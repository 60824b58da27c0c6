//! Runtime settings.
//!
//! Read from the environment (a `.env` file is loaded by the binary through
//! `dotenvy`). Every variable is optional; unset variables fall back to the
//! defaults below, malformed ones are a [`ConfigError`].

use std::env;
use std::str::FromStr;

use crate::error::ConfigError;

/// HTTP port.
pub const DEFAULT_PORT: u16 = 3000;

/// Largest accepted upload (10 MB).
pub const DEFAULT_MAX_UPLOAD_BYTES: usize = 10 * 1024 * 1024;

/// Largest accepted import, in data rows.
pub const DEFAULT_MAX_IMPORT_ROWS: usize = 10_000;

/// Buffered log entries per SSE subscriber.
pub const DEFAULT_LOG_CAPACITY: usize = 100;

/// Server and engine settings.
#[derive(Debug, Clone, PartialEq, Eq)]
pub struct Settings {
    pub port: u16,
    pub max_upload_bytes: usize,
    pub max_import_rows: usize,
    pub log_capacity: usize,
    pub log_json: bool,
}

impl Default for Settings {
    fn default() -> Self {
        Self {
            port: DEFAULT_PORT,
            max_upload_bytes: DEFAULT_MAX_UPLOAD_BYTES,
            max_import_rows: DEFAULT_MAX_IMPORT_ROWS,
            log_capacity: DEFAULT_LOG_CAPACITY,
            log_json: false,
        }
    }
}

impl Settings {
    /// Load settings from `PHARMPLUS_*` environment variables.
    pub fn from_env() -> Result<Self, ConfigError> {
        Self::from_lookup(|key| env::var(key).ok())
    }

    /// Load settings through an arbitrary key lookup.
    pub fn from_lookup<F>(lookup: F) -> Result<Self, ConfigError>
    where
        F: Fn(&str) -> Option<String>,
    {
        let defaults = Self::default();
        Ok(Self {
            port: read(&lookup, "PHARMPLUS_PORT", defaults.port)?,
            max_upload_bytes: read(&lookup, "PHARMPLUS_MAX_UPLOAD_BYTES", defaults.max_upload_bytes)?,
            max_import_rows: read(&lookup, "PHARMPLUS_MAX_IMPORT_ROWS", defaults.max_import_rows)?,
            log_capacity: read(&lookup, "PHARMPLUS_LOG_CAPACITY", defaults.log_capacity)?,
            log_json: read(&lookup, "PHARMPLUS_LOG_JSON", defaults.log_json)?,
        })
    }
}

fn read<T, F>(lookup: &F, key: &str, default: T) -> Result<T, ConfigError>
where
    T: FromStr,
    F: Fn(&str) -> Option<String>,
{
    match lookup(key) {
        None => Ok(default),
        Some(raw) if raw.trim().is_empty() => Ok(default),
        Some(raw) => raw.trim().parse().map_err(|_| ConfigError::InvalidValue {
            key: key.to_string(),
            value: raw,
        }),
    }
}

#[cfg(test)]
mod tests {
    use super::*;
    use std::collections::HashMap;

    fn lookup(pairs: &[(&str, &str)]) -> impl Fn(&str) -> Option<String> {
        let map: HashMap<String, String> = pairs
            .iter()
            .map(|(k, v)| (k.to_string(), v.to_string()))
            .collect();
        move |key| map.get(key).cloned()
    }

    #[test]
    fn test_defaults() {
        let settings = Settings::from_lookup(lookup(&[])).unwrap();
        assert_eq!(settings, Settings::default());
        assert_eq!(settings.max_upload_bytes, 10 * 1024 * 1024);
    }

    #[test]
    fn test_overrides() {
        let settings = Settings::from_lookup(lookup(&[
            ("PHARMPLUS_PORT", "8080"),
            ("PHARMPLUS_MAX_IMPORT_ROWS", " 50 "),
            ("PHARMPLUS_LOG_JSON", "true"),
        ]))
        .unwrap();

        assert_eq!(settings.port, 8080);
        assert_eq!(settings.max_import_rows, 50);
        assert!(settings.log_json);
    }

    #[test]
    fn test_invalid_value() {
        let err = Settings::from_lookup(lookup(&[("PHARMPLUS_PORT", "http")])).unwrap_err();
        assert!(err.to_string().contains("PHARMPLUS_PORT"));
    }
}
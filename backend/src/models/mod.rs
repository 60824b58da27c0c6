//! Domain models for the bulk transfer engine.
//!
//! - [`EntityKind`] - Closed set of importable/exportable entities
//! - [`Record`] - One tabular row (column name to value)
//! - [`RowError`] / [`RowWarning`] - Per-row validation notes
//! - [`ImportOutcome`] - Result of validating one row
//! - [`BatchResult`] - Aggregate over one import call
//! - [`ExportSpec`] - Column selection and filters for an export

use serde::{Deserialize, Serialize};
use serde_json::{Map, Value};
use std::fmt;
use std::str::FromStr;

use crate::error::BulkError;

/// A tabular row keyed by column name. Key order follows the source header.
pub type Record = Map<String, Value>;

// =============================================================================
// Entity Kind
// =============================================================================

/// Kind of record carried by a bulk import or export.
#[derive(Debug, Clone, Copy, PartialEq, Eq, Hash, Serialize, Deserialize)]
#[serde(rename_all = "lowercase")]
pub enum EntityKind {
    /// Scheme members.
    Members,
    /// Membership applications.
    Applications,
    /// Medical claims.
    Claims,
    /// Payment transactions.
    Transactions,
}

impl EntityKind {
    /// Every supported kind, in display order.
    pub const ALL: [EntityKind; 4] = [
        EntityKind::Members,
        EntityKind::Applications,
        EntityKind::Claims,
        EntityKind::Transactions,
    ];

    /// Wire name (`members`, `claims`, ...).
    pub fn as_str(&self) -> &'static str {
        match self {
            Self::Members => "members",
            Self::Applications => "applications",
            Self::Claims => "claims",
            Self::Transactions => "transactions",
        }
    }

    /// Full column set used when an export does not select columns.
    pub fn export_columns(&self) -> &'static [&'static str] {
        match self {
            Self::Members => &[
                "membershipNumber",
                "firstName",
                "surname",
                "email",
                "phone",
                "idNumber",
                "dateOfBirth",
                "address",
                "status",
                "package",
                "validFrom",
                "validUntil",
                "dependents",
            ],
            Self::Applications => &[
                "applicationNumber",
                "firstName",
                "surname",
                "email",
                "phone",
                "idNumber",
                "dateOfBirth",
                "address",
                "employerName",
                "packageId",
                "status",
                "submittedAt",
            ],
            Self::Claims => &[
                "claimNumber",
                "membershipNumber",
                "memberName",
                "type",
                "provider",
                "serviceDate",
                "submissionDate",
                "amount",
                "approvedAmount",
                "status",
            ],
            Self::Transactions => &[
                "transactionId",
                "membershipNumber",
                "memberName",
                "type",
                "method",
                "amount",
                "currency",
                "status",
                "date",
                "reference",
            ],
        }
    }

    /// Column that export date-range filters apply to.
    pub fn date_column(&self) -> &'static str {
        match self {
            Self::Members => "validFrom",
            Self::Applications => "submittedAt",
            Self::Claims => "serviceDate",
            Self::Transactions => "date",
        }
    }

    /// Comma-separated list of wire names, for error messages.
    pub fn valid_names() -> String {
        Self::ALL
            .iter()
            .map(|k| k.as_str())
            .collect::<Vec<_>>()
            .join(", ")
    }
}

impl fmt::Display for EntityKind {
    fn fmt(&self, f: &mut fmt::Formatter<'_>) -> fmt::Result {
        f.write_str(self.as_str())
    }
}

impl FromStr for EntityKind {
    type Err = BulkError;

    fn from_str(s: &str) -> Result<Self, Self::Err> {
        match s.trim().to_lowercase().as_str() {
            "members" | "member" => Ok(Self::Members),
            "applications" | "application" => Ok(Self::Applications),
            "claims" | "claim" => Ok(Self::Claims),
            "transactions" | "transaction" => Ok(Self::Transactions),
            _ => Err(BulkError::UnsupportedEntity(s.to_string())),
        }
    }
}

// =============================================================================
// Row Outcomes
// =============================================================================

/// A blocking validation failure on one field of one row.
#[derive(Debug, Clone, PartialEq, Eq, Serialize, Deserialize)]
#[serde(rename_all = "camelCase")]
pub struct RowError {
    pub row: usize,
    pub field: String,
    pub raw_value: String,
    pub message: String,
}

/// A non-blocking note on one field of one row.
#[derive(Debug, Clone, PartialEq, Eq, Serialize, Deserialize)]
#[serde(rename_all = "camelCase")]
pub struct RowWarning {
    pub row: usize,
    pub field: String,
    pub message: String,
}

/// Result of validating a single row.
#[derive(Debug, Clone, PartialEq, Serialize)]
#[serde(rename_all = "camelCase")]
pub struct ImportOutcome {
    /// 1-based line number; the header is row 1.
    pub row_number: usize,
    pub accepted: bool,
    #[serde(skip_serializing_if = "Option::is_none")]
    pub normalized_record: Option<Record>,
    pub errors: Vec<RowError>,
    pub warnings: Vec<RowWarning>,
}

// =============================================================================
// Batch Result
// =============================================================================

/// Aggregate result of one import call.
///
/// `imported_count + failed_count == total_rows` always holds.
#[derive(Debug, Clone, PartialEq, Serialize)]
#[serde(rename_all = "camelCase")]
pub struct BatchResult {
    pub success: bool,
    pub total_rows: usize,
    pub imported_count: usize,
    pub failed_count: usize,
    pub errors: Vec<RowError>,
    pub warnings: Vec<RowWarning>,
    /// Accepted, normalized records in row order. Persisting them is the caller's job.
    #[serde(skip)]
    pub records: Vec<Record>,
}

impl Default for BatchResult {
    fn default() -> Self {
        Self {
            success: true,
            total_rows: 0,
            imported_count: 0,
            failed_count: 0,
            errors: Vec::new(),
            warnings: Vec::new(),
            records: Vec::new(),
        }
    }
}

impl BatchResult {
    /// Fold one row outcome into the batch.
    pub fn push(&mut self, outcome: ImportOutcome) {
        self.total_rows += 1;
        self.warnings.extend(outcome.warnings);
        match outcome.normalized_record {
            Some(record) if outcome.accepted => {
                self.imported_count += 1;
                self.records.push(record);
            }
            _ => {
                self.failed_count += 1;
                self.errors.extend(outcome.errors);
            }
        }
        self.success = self.failed_count == 0;
    }

    /// Human-readable summary used by the API and the CLI.
    pub fn summary(&self) -> String {
        if self.success {
            format!(
                "Successfully imported {} of {} records",
                self.imported_count, self.total_rows
            )
        } else {
            format!("Import completed with {} errors", self.failed_count)
        }
    }
}

// =============================================================================
// Export Spec
// =============================================================================

/// What to export and how to narrow it.
///
/// Date and status filters are not interpreted by the engine; the record
/// source applies them before records reach the serializer.
#[derive(Debug, Clone, PartialEq, Eq, Serialize, Deserialize)]
#[serde(rename_all = "camelCase")]
pub struct ExportSpec {
    pub entity: EntityKind,
    #[serde(default)]
    pub columns: Option<Vec<String>>,
    #[serde(default)]
    pub date_from: Option<String>,
    #[serde(default)]
    pub date_to: Option<String>,
    #[serde(default)]
    pub status: Option<String>,
}

impl ExportSpec {
    /// Export every natural column of `entity`, unfiltered.
    pub fn new(entity: EntityKind) -> Self {
        Self {
            entity,
            columns: None,
            date_from: None,
            date_to: None,
            status: None,
        }
    }

    /// Restrict the export to these columns, in this order.
    pub fn with_columns<I, S>(mut self, columns: I) -> Self
    where
        I: IntoIterator<Item = S>,
        S: Into<String>,
    {
        self.columns = Some(columns.into_iter().map(Into::into).collect());
        self
    }

    /// Columns to write: the explicit selection or the entity's natural set.
    pub fn resolved_columns(&self) -> Vec<String> {
        match &self.columns {
            Some(cols) if !cols.is_empty() => cols.clone(),
            _ => self
                .entity
                .export_columns()
                .iter()
                .map(|c| c.to_string())
                .collect(),
        }
    }
}

// =============================================================================
// Tests
// =============================================================================
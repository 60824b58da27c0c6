//! Batch orchestration.
//!
//! - `import`: text in, [`crate::models::BatchResult`] out
//! - `export`: records in, CSV text out

pub mod export;
pub mod import;

pub use export::{export_batch, export_file_name, project_records};
pub use import::{
    import_batch, import_batch_with, import_bytes, import_numbered_rows, import_rows, FIRST_DATA_ROW,
};
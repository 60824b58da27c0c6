//! Real-time activity streaming via Server-Sent Events (SSE).
//!
//! Import and export handlers report what they do to a [`LogBroadcaster`];
//! connected SSE clients receive each entry and every entry is mirrored to
//! `tracing`. The broadcaster lives in the server state, one per server.

use serde::{Deserialize, Serialize};
use tokio::sync::broadcast;

use crate::config::DEFAULT_LOG_CAPACITY;
use crate::models::EntityKind;

/// Log level for client display
#[derive(Debug, Clone, Copy, PartialEq, Eq, Serialize, Deserialize)]
#[serde(rename_all = "lowercase")]
pub enum LogLevel {
    Info,
    Success,
    Warning,
    Error,
}

/// A single log entry
#[derive(Debug, Clone, Serialize, Deserialize)]
#[serde(rename_all = "camelCase")]
pub struct LogEntry {
    pub level: LogLevel,
    pub message: String,
    /// Entity the activity concerns, if any
    #[serde(default, skip_serializing_if = "Option::is_none")]
    pub entity: Option<EntityKind>,
    /// RFC 3339 timestamp
    pub timestamp: String,
}

impl LogEntry {
    fn new(level: LogLevel, message: impl Into<String>) -> Self {
        Self {
            level,
            message: message.into(),
            entity: None,
            timestamp: chrono::Utc::now().to_rfc3339(),
        }
    }

    pub fn info(message: impl Into<String>) -> Self {
        Self::new(LogLevel::Info, message)
    }

    pub fn success(message: impl Into<String>) -> Self {
        Self::new(LogLevel::Success, message)
    }

    pub fn warning(message: impl Into<String>) -> Self {
        Self::new(LogLevel::Warning, message)
    }

    pub fn error(message: impl Into<String>) -> Self {
        Self::new(LogLevel::Error, message)
    }

    pub fn with_entity(mut self, entity: EntityKind) -> Self {
        self.entity = Some(entity);
        self
    }
}

/// Broadcasts log entries to all connected SSE clients
#[derive(Debug)]
pub struct LogBroadcaster {
    sender: broadcast::Sender<LogEntry>,
}

impl LogBroadcaster {
    pub fn new(capacity: usize) -> Self {
        let (sender, _) = broadcast::channel(capacity.max(1));
        Self { sender }
    }

    /// Send a log entry to all subscribers
    pub fn log(&self, entry: LogEntry) {
        let entity = entry.entity.map(|e| e.as_str()).unwrap_or("-");
        match entry.level {
            LogLevel::Info | LogLevel::Success => {
                tracing::info!(entity, "{}", entry.message)
            }
            LogLevel::Warning => tracing::warn!(entity, "{}", entry.message),
            LogLevel::Error => tracing::error!(entity, "{}", entry.message),
        }

        // No subscribers is fine
        let _ = self.sender.send(entry);
    }

    /// Get a receiver for SSE streaming
    pub fn subscribe(&self) -> broadcast::Receiver<LogEntry> {
        self.sender.subscribe()
    }
}

impl Default for LogBroadcaster {
    fn default() -> Self {
        Self::new(DEFAULT_LOG_CAPACITY)
    }
}

#[cfg(test)]
mod tests {
    use super::*;

    #[tokio::test]
    async fn test_subscribers_receive_entries() {
        let logs = LogBroadcaster::new(8);
        let mut rx = logs.subscribe();

        logs.log(LogEntry::success("imported 3 rows").with_entity(EntityKind::Members));

        let entry = rx.recv().await.unwrap();
        assert_eq!(entry.level, LogLevel::Success);
        assert_eq!(entry.message, "imported 3 rows");
        assert_eq!(entry.entity, Some(EntityKind::Members));
    }

    #[test]
    fn test_log_without_subscribers() {
        LogBroadcaster::default().log(LogEntry::info("nobody listening"));
    }

    #[test]
    fn test_entry_serialization() {
        let json = serde_json::to_value(LogEntry::warning("careful")).unwrap();
        assert_eq!(json["level"], "warning");
        assert!(json.get("entity").is_none());
        assert!(json["timestamp"].is_string());
    }
}
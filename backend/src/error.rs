//! Error types for the bulk transfer engine.
//!
//! Row-level validation problems are never errors: they are reported as data
//! inside a [`crate::models::BatchResult`]. The types below cover the cases
//! where an import or export cannot even be attempted.
//!
//! - [`BulkError`] - Structural engine failures (unknown entity, undecodable input)
//! - [`StoreError`] - Storage collaborator errors
//! - [`ConfigError`] - Environment configuration errors
//! - [`ServerError`] - Top-level HTTP server errors
//!
//! Error conversion is automatic via `From` implementations,
//! allowing `?` to work across error boundaries.

use thiserror::Error;

// =============================================================================
// Engine Errors
// =============================================================================

/// Structural failures of the bulk transfer engine.
#[derive(Debug, Error, Clone, PartialEq, Eq)]
pub enum BulkError {
    /// Entity kind not recognized.
    #[error("Unsupported entity: {0}")]
    UnsupportedEntity(String),

    /// Input could not be read as text.
    #[error("Malformed input: {0}")]
    MalformedInput(String),

    /// Delimited text could not be written.
    #[error("Failed to write CSV: {0}")]
    Write(String),
}

impl From<csv::Error> for BulkError {
    fn from(err: csv::Error) -> Self {
        BulkError::Write(err.to_string())
    }
}

impl From<std::io::Error> for BulkError {
    fn from(err: std::io::Error) -> Self {
        BulkError::MalformedInput(err.to_string())
    }
}

// =============================================================================
// Storage Errors
// =============================================================================

/// Errors from a record store.
#[derive(Debug, Error)]
pub enum StoreError {
    /// Lock poisoned by a panicking writer.
    #[error("Store lock poisoned")]
    Poisoned,

    /// Backend-specific failure.
    #[error("Store backend error: {0}")]
    Backend(String),
}

// =============================================================================
// Configuration Errors
// =============================================================================

/// Errors while reading settings from the environment.
#[derive(Debug, Error)]
pub enum ConfigError {
    /// A variable is set but cannot be parsed.
    #[error("Invalid value for {key}: '{value}'")]
    InvalidValue { key: String, value: String },
}

// =============================================================================
// Server Errors
// =============================================================================

/// HTTP server errors.
#[derive(Debug, Error)]
pub enum ServerError {
    /// Engine error.
    #[error("Bulk error: {0}")]
    Bulk(#[from] BulkError),

    /// Storage error.
    #[error("Store error: {0}")]
    Store(#[from] StoreError),

    /// Configuration error.
    #[error("Config error: {0}")]
    Config(#[from] ConfigError),

    /// Invalid request.
    #[error("Invalid request: {0}")]
    BadRequest(String),

    /// Socket or IO failure.
    #[error("IO error: {0}")]
    Io(#[from] std::io::Error),
}

// =============================================================================
// Result Type Aliases
// =============================================================================

/// Result type for engine operations.
pub type BulkResult<T> = Result<T, BulkError>;

/// Result type for store operations.
pub type StoreResult<T> = Result<T, StoreError>;

/// Result type for server operations.
pub type ServerResult<T> = Result<T, ServerError>;

#[cfg(test)]
mod tests {
    use super::*;

    #[test]
    fn test_error_conversion_chain() {
        // BulkError -> ServerError
        let bulk_err = BulkError::UnsupportedEntity("patients".into());
        let server_err: ServerError = bulk_err.into();
        assert!(server_err.to_string().contains("patients"));

        // StoreError -> ServerError
        let server_err: ServerError = StoreError::Poisoned.into();
        assert!(server_err.to_string().contains("poisoned"));
    }

    #[test]
    fn test_config_error_format() {
        let err = ConfigError::InvalidValue {
            key: "PHARMPLUS_PORT".into(),
            value: "abc".into(),
        };
        let msg = err.to_string();
        assert!(msg.contains("PHARMPLUS_PORT"));
        assert!(msg.contains("abc"));
    }
}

About this task: Across the entries above, find each line with the word "order" and please copy it out.

Output for this task:
/// A tabular row keyed by column name. Key order follows the source header.
    /// Every supported kind, in display order.
    /// Accepted, normalized records in row order. Persisting them is the caller's job.
    /// Restrict the export to these columns, in this order.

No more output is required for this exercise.